Monday, June 7, 2010

Review of 31 Hours by Masha Hamilton

From Blogcritics --

Book Review: 31 Hours by Masha Hamilton --

By: Gordon Hauptfleisch --
Mar 29, 2010 --

“Tomorrow Jonas’s day belonged to a greater cause. Tomorrow he would be pure energy, a spark and a flash, a name on a million lips. But today he was just Jonas, Manhattan Jonas, Upper West Side Jonas, young man Jonas…”

Those hours between being Manhattan Jonas and being on a million lips – those tightly stretched 31 Hours, to be precise – did not so much belong to a greater cause as belong to the actions of a foolish and immature young 21-year old who deceives himself and many others that he is a sensitive and impressionable martyr and not the monster he truly is. Yes, he is overwhelmed by his rage and passion over the world’s injustices, to the point of irrationality (“We’re all terrorists… Every single one of us…”); despite the subtle and ever less-and-less sparsely set signs of mental instability (“He feels like something’s missing, like the world is immoral and only he sees it”); and, protestations aside, his proneness to violence and all-out destruction (“He wanted, after all this, nothing short of the collapse of Rome").



And yes, this man of peace, faith, and understanding — intent to make a statement to a hardened and hypocritical populace in his new role as an Islamic suicide bomber – will be strapping on a vest of explosives, leaving his safe-house beneath the Brooklyn Bridge, and entering the New York City subway system with six others to right the world’s wrongs by taking his life and as many other innocent others as he can.

As author Masha Hamilton skillfully interweaves the sequence of events and the telling of the tale from various perspectives, 31 Hours belongs just as much – if not more so — to Jonas’ mother Carol Meitzner from the start, from her woman’s intuitive premonition when she woke up and “sat fully upright, an inhale caught in her chest,” her mind “filled with Jonas. Her son. Her wild-haired precious.” She had been concerned about his erratic moods and depression, and realizes she had not heard from Jonas in several days. It’s a worry that translates into action as Carol initiates a game plan of sorts, journeying through the city on a mission, contacting family and friends, in down times reflecting on the inner-life of her only son, splendidly explicated in Hamilton’s nuanced, scalpel-sharp,and inspired prose:

Ever since adolescence, Jonas had suffered from periods of overcast internal weather. He asked for so much from life. He demanded the stripping away of the skin; he insisted on seeing all the way to the muscles and veins, but if those muscles seemed insubstantial, the veins too paltry to carry the essential rush of blood, he was disappointed as an old man finished with his days. At those times, when he spoke, he voice would catch on some random word, as if everything was about to be too much for him. Sometimes, in those depression periods, she felt Jonas was lost to her, wandering alone in a bitter night, carrying only a flashlight with a beam too hesitant and shallow to guide him home.

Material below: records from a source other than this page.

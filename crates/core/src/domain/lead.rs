use std::str::FromStr;

use chrono::{DateTime, Utc};
use serde::{Deserialize, Serialize};
use uuid::Uuid;

use crate::errors::UnknownEnumValue;

#[derive(Clone, Copy, Debug, PartialEq, Eq, Serialize, Deserialize)]
#[serde(rename_all = "snake_case")]
pub enum LeadStage {
    Cold,
    Warm,
    Hot,
    Qualified,
    Converted,
}

impl LeadStage {
    pub fn as_str(&self) -> &'static str {
        match self {
            Self::Cold => "cold",
            Self::Warm => "warm",
            Self::Hot => "hot",
            Self::Qualified => "qualified",
            Self::Converted => "converted",
        }
    }

    pub fn rank(&self) -> u8 {
        match self {
            Self::Cold => 0,
            Self::Warm => 1,
            Self::Hot => 2,
            Self::Qualified => 3,
            Self::Converted => 4,
        }
    }
}

impl FromStr for LeadStage {
    type Err = UnknownEnumValue;

    fn from_str(value: &str) -> Result<Self, Self::Err> {
        match value {
            "cold" => Ok(Self::Cold),
            "warm" => Ok(Self::Warm),
            "hot" => Ok(Self::Hot),
            "qualified" => Ok(Self::Qualified),
            "converted" => Ok(Self::Converted),
            other => Err(UnknownEnumValue { kind: "lead stage", value: other.to_owned() }),
        }
    }
}

/// A qualified sales opportunity attached to a conversation, either
/// created explicitly by the agent or synthesized on handoff.
#[derive(Clone, Debug, PartialEq, Serialize, Deserialize)]
pub struct Lead {
    pub id: Uuid,
    pub tenant_id: Uuid,
    pub conversation_id: Uuid,
    pub user_id: Uuid,
    pub stage: LeadStage,
    pub score: i32,
    pub objections: Vec<String>,
    pub preferred_plan_id: Option<Uuid>,
    pub next_action: Option<String>,
    pub created_at: DateTime<Utc>,
    pub updated_at: DateTime<Utc>,
}
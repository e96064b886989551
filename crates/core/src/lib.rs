pub mod auth;
pub mod config;
pub mod credentials;
pub mod domain;
pub mod errors;
pub mod funnel;

pub use auth::is_admin_name;
pub use credentials::{hash_api_key, issue_api_key, verify_api_key, IssuedKey};
pub use domain::conversation::{Conversation, ConversationStatus};
pub use domain::lead::{Lead, LeadStage};
pub use domain::message::{Message, MessageRole};
pub use domain::plan::{BillingCycle, Plan};
pub use domain::prompt::{DocumentType, KnowledgeDocument, PromptTemplate, PromptType};
pub use domain::tenant::{Tenant, TenantConfig, TenantStatus};
pub use domain::user::User;
pub use errors::{AuthError, DomainError, UnknownEnumValue};
pub use funnel::FunnelStage;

Carol, in addition to contacting the authorities – who identifies Jonas as a home-grown terrorist who had traveled to Pakistan for special training — calls upon others who know the “real” Jonas: her ex-husband, Jake; Jonas's girlfriend, Vic, a dancer whose longtime friendship with Jonas recently turned to love; and Vic's younger sister, Mara, who feels she must carry the burdens of a broken family on her shoulders. Also in the mix is Sonny Hirt, a personable homeless man with a sixth sense that provides him with portent of impending tragedy while he spends life underground in the subway, a crossroads of humanity in which we come to know the full bearing a terrorist attack on the subway systems would cause.

It is all the more remarkable that Hamilton not only balances these secondary characterizations, subplots, and back stories in a craftsman-like manner, but that she seamlessly integrates them within the main plot as back-of-my-mind narrative embellishments, all the more humanizing the warts-and-all world that, by extension, Jonas would wipe out with "Something significant. The Gandhi alternative seemed grandiose and improbable in the current day. This was an age of sanctioned violence — air strikes, not hunger strikes."

Perceptive and cohesive throughout, 31 Hours makes for tautly-building suspense as each chapter’s changing viewpoint centers on closing in on Jonas' whereabouts and narrowing in on his progress as he tries to widen the gap from being “just Jonas, Manhattan Jonas, Upper West Side Jonas, young man Jonas..." After all, amid the pulse-pounding and heartrending moments evoked, he has some "sanctioned violence" to attend to — if he isn't stopped first.